Я не знаю, жива ли Даниэла. Она уверяла меня, что никуда со своей родины не уедет, – значит, скорее всего, убита. Когда мы с ней разговаривали, там находились военные из российского контингента KFOR, и это была единственная надежда местных сербов на относительное благополучие.
С тех пор мы свои войска из Косова без лишнего шума вывели, о чем теперь не очень любят вспоминать наши политики и просто публичные люди. Я не видел глаз косовских сербов в тот момент, когда они узнали, что русские уходят. Но мне рассказывал один знакомый офицер ВДВ. Говорит, что у него было ощущение, будто он спускает ротвейлера на беззащитного человека.
Еще я помню начальника учительницы Даниэлы, директора сербской школы Трайана Арсича (он не родственник Смерти Мужчинам, просто однофамилец).
– У вас в России есть проблема Курильских островов, – говорил мне Трайан. – Я слышал, что там живет очень мало людей и на эти острова претендуют японцы. Если бы я был Путиным, я бы предложил косовским сербам эмигрировать туда. Думаю, большинство бы согласились. Все равно мы здесь живем, как на островах, причем в режиме непрекращающегося цунами.

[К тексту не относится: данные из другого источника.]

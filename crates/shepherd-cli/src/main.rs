//! `shepherd-cli` – Guardrail operator console
//!
//! This binary hosts a [`GuardrailEngine`] for local operation.  It:
//!
//! 1. Checks for `~/.shepherd/config.toml`; runs a **First-Run Wizard** when
//!    the file is absent.
//! 2. Opens the SQLite guardrail database and starts the persistence writer.
//! 3. Builds the engine and registers the demonstration checks.
//! 4. Drops the operator into an **interactive REPL** with slash-commands
//!    (`/stats`, `/breakers`, `/validate`, `/kill`, `/reset`, `/help`, ...).
//! 5. Intercepts **Ctrl-C** to stop the REPL and flush pending records.

mod config;
mod demo_checks;
mod repl;
mod telemetry;

use colored::Colorize;
use std::path::Path;
use std::sync::Arc;
use std::sync::atomic::{AtomicBool, Ordering};
use tracing::{info, warn};

use shepherd_kernel::{GuardrailEngine, GuardrailStore, PersistenceWriter};
use shepherd_memory::SqliteGuardrailStore;

fn main() {
    let _telemetry = telemetry::init_tracing("shepherd");

    print_banner();

    // ── Shared shutdown flag ──────────────────────────────────────────────
    let shutdown = Arc::new(AtomicBool::new(false));
    let shutdown_clone = shutdown.clone();

    if let Err(e) = ctrlc::set_handler(move || {
        println!();
        println!("{}", "⚠  Ctrl-C received – initiating graceful shutdown …".yellow().bold());
        println!("{}", "  Press Enter to flush pending records and exit.".yellow());
        shutdown_clone.store(true, Ordering::SeqCst);
    }) {
        warn!(error = %e, "Failed to install Ctrl-C handler; graceful shutdown on Ctrl-C will not be available");
    }

    // ── Configuration ─────────────────────────────────────────────────────
    let cfg = match config::load() {
        Ok(Some(cfg)) => {
            println!(
                "  Config loaded from {}",
                config::config_path().display().to_string().bold()
            );
            cfg
        }
        Ok(None) => {
            let mut cfg = run_first_run_wizard();
            config::apply_env_overrides(&mut cfg);
            cfg
        }
        Err(e) => {
            println!("{}: {}", "Config error".red(), e);
            println!("  Using default configuration.");
            config::Config::default()
        }
    };

    let runtime = match tokio::runtime::Builder::new_multi_thread()
        .enable_all()
        .thread_name("shepherd-worker")
        .build()
    {
        Ok(rt) => rt,
        Err(e) => {
            println!("{}: {}", "Failed to start async runtime".red(), e);
            return;
        }
    };

    // ── Durable store ─────────────────────────────────────────────────────
    print!("\n  Opening guardrail database {} … ", cfg.database_path.dimmed());
    let writer = match open_store(&cfg.database_path).and_then(|store| {
        PersistenceWriter::spawn(store).map_err(|e| e.to_string())
    }) {
        Ok(writer) => {
            println!("{}", "OK".green());
            Some(writer)
        }
        Err(e) => {
            println!("{}", "unavailable".yellow());
            println!("  {}  Decisions will be kept in memory only.", e.dimmed());
            None
        }
    };

    // ── Engine ────────────────────────────────────────────────────────────
    let engine = match GuardrailEngine::new(cfg.guardrail.clone()) {
        Ok(engine) => engine,
        Err(e) => {
            println!("{}: {}", "Invalid guardrail configuration".red(), e);
            if let Some(writer) = writer {
                writer.shutdown();
            }
            return;
        }
    };
    let engine = match &writer {
        Some(writer) => engine.with_persistence(writer.handle()),
        None => engine,
    };
    demo_checks::register_demo_checks(&engine);
    info!(agents = cfg.guardrail.agents.len(), "guardrail engine ready");

    println!(
        "  Guarding {} agent(s); breaker opens above {:.1}% of the last {} violations.",
        cfg.guardrail.agents.len(),
        cfg.guardrail.violation_rate_threshold * 100.0,
        cfg.guardrail.rate_window
    );
    println!();
    println!("  Type {} for a list of commands.\n", "/help".bold().cyan());

    // ── Interactive REPL ──────────────────────────────────────────────────
    let console = repl::Console {
        engine: Arc::new(engine),
        runtime: runtime.handle().clone(),
        database_path: cfg.database_path.clone(),
    };
    repl::run(shutdown, &console);

    // ── Shutdown ──────────────────────────────────────────────────────────
    drop(console);
    if let Some(writer) = writer {
        match writer.shutdown() {
            Some(_) => println!("  {} Pending guardrail records flushed.", "✓".green()),
            None => println!("  {} Persistence writer stopped abnormally.", "✗".red()),
        }
    }
    runtime.shutdown_background();
    println!("  {} Exiting Shepherd.", "✓".green());
}

fn open_store(path: &str) -> Result<Box<dyn GuardrailStore>, String> {
    if let Some(parent) = Path::new(path).parent()
        && !parent.as_os_str().is_empty()
    {
        std::fs::create_dir_all(parent)
            .map_err(|e| format!("Failed to create {}: {}", parent.display(), e))?;
    }
    let store = SqliteGuardrailStore::open(path).map_err(|e| e.to_string())?;
    Ok(Box::new(store))
}

// ─────────────────────────────────────────────────────────────────────────────
// First-Run Wizard
// ─────────────────────────────────────────────────────────────────────────────

fn run_first_run_wizard() -> config::Config {
    println!();
    println!("{}", "  ╔══════════════════════════════════════╗".bold().cyan());
    println!("{}", "  ║      Shepherd First-Run Wizard       ║".bold().cyan());
    println!("{}", "  ╚══════════════════════════════════════╝".bold().cyan());
    println!();
    println!("  No configuration found.  Let's set up the guardrails.\n");

    let mut cfg = config::Config::default();

    cfg.database_path = repl::prompt_str(
        &format!("  Guardrail database path [{}]: ", cfg.database_path),
        &cfg.database_path,
    );
    cfg.guardrail.violation_rate_threshold = repl::prompt_parse(
        &format!(
            "  Violation rate threshold (0-1) [{}]: ",
            cfg.guardrail.violation_rate_threshold
        ),
        cfg.guardrail.violation_rate_threshold,
    );
    cfg.guardrail.cooldown_secs = repl::prompt_parse(
        &format!("  Breaker cool-down in seconds [{}]: ", cfg.guardrail.cooldown_secs),
        cfg.guardrail.cooldown_secs,
    );

    if let Err(e) = cfg.guardrail.validate() {
        println!("{}: {} – keeping defaults", "Invalid settings".red(), e);
        cfg.guardrail = Default::default();
    }

    match config::save(&cfg) {
        Ok(()) => println!(
            "\n  {} Config saved to {}\n",
            "✓".green().bold(),
            config::config_path().display().to_string().bold()
        ),
        Err(e) => println!("{}: {}", "Error saving config".red(), e),
    }
    cfg
}

// ─────────────────────────────────────────────────────────────────────────────
// Banner
// ─────────────────────────────────────────────────────────────────────────────

fn print_banner() {
    println!();
    println!("{}", r#"   ______            __              __"#.bold().cyan());
    println!("{}", r#"  / __/ /  ___ ___  / /  ___ _______/ /"#.bold().cyan());
    println!("{}", r#" _\ \/ _ \/ -_) _ \/ _ \/ -_) __/ _  / "#.bold().cyan());
    println!("{}", r#"/___/_//_/\__/ .__/_//_/\__/_/  \_,_/  "#.bold().cyan());
    println!("{}", r#"            /_/                        "#.bold().cyan());
    println!();
    println!(
        "  {} {}",
        "Shepherd".bold(),
        format!("v{}", env!("CARGO_PKG_VERSION")).dimmed()
    );
    println!("  Guardrail policy engine for shopping agents");
    println!();
}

Трайан еще тогда внутренне смирился с потерей Косова, но на вопрос, признавать ли независимость края, отвечал не раздумывая:
– Нет, не признавать. Почему я так говорю? По той же причине, почему любой японец скажет, что ни в коем случае нельзя признавать Курильские острова российскими. В надежде на то, что когда-нибудь мир изменится, а юридические основания для возвращения территории останутся.
Но если вы меня спросите, оставаться ли сербам в Косове, я не сразу найду, что ответить. Потому что не уверен, имеет ли смысл оплачивать этот призрачный шанс человеческими жизнями.
Я не знаю, жив ли сегодня Трайан. Мне почему-то кажется, что жив.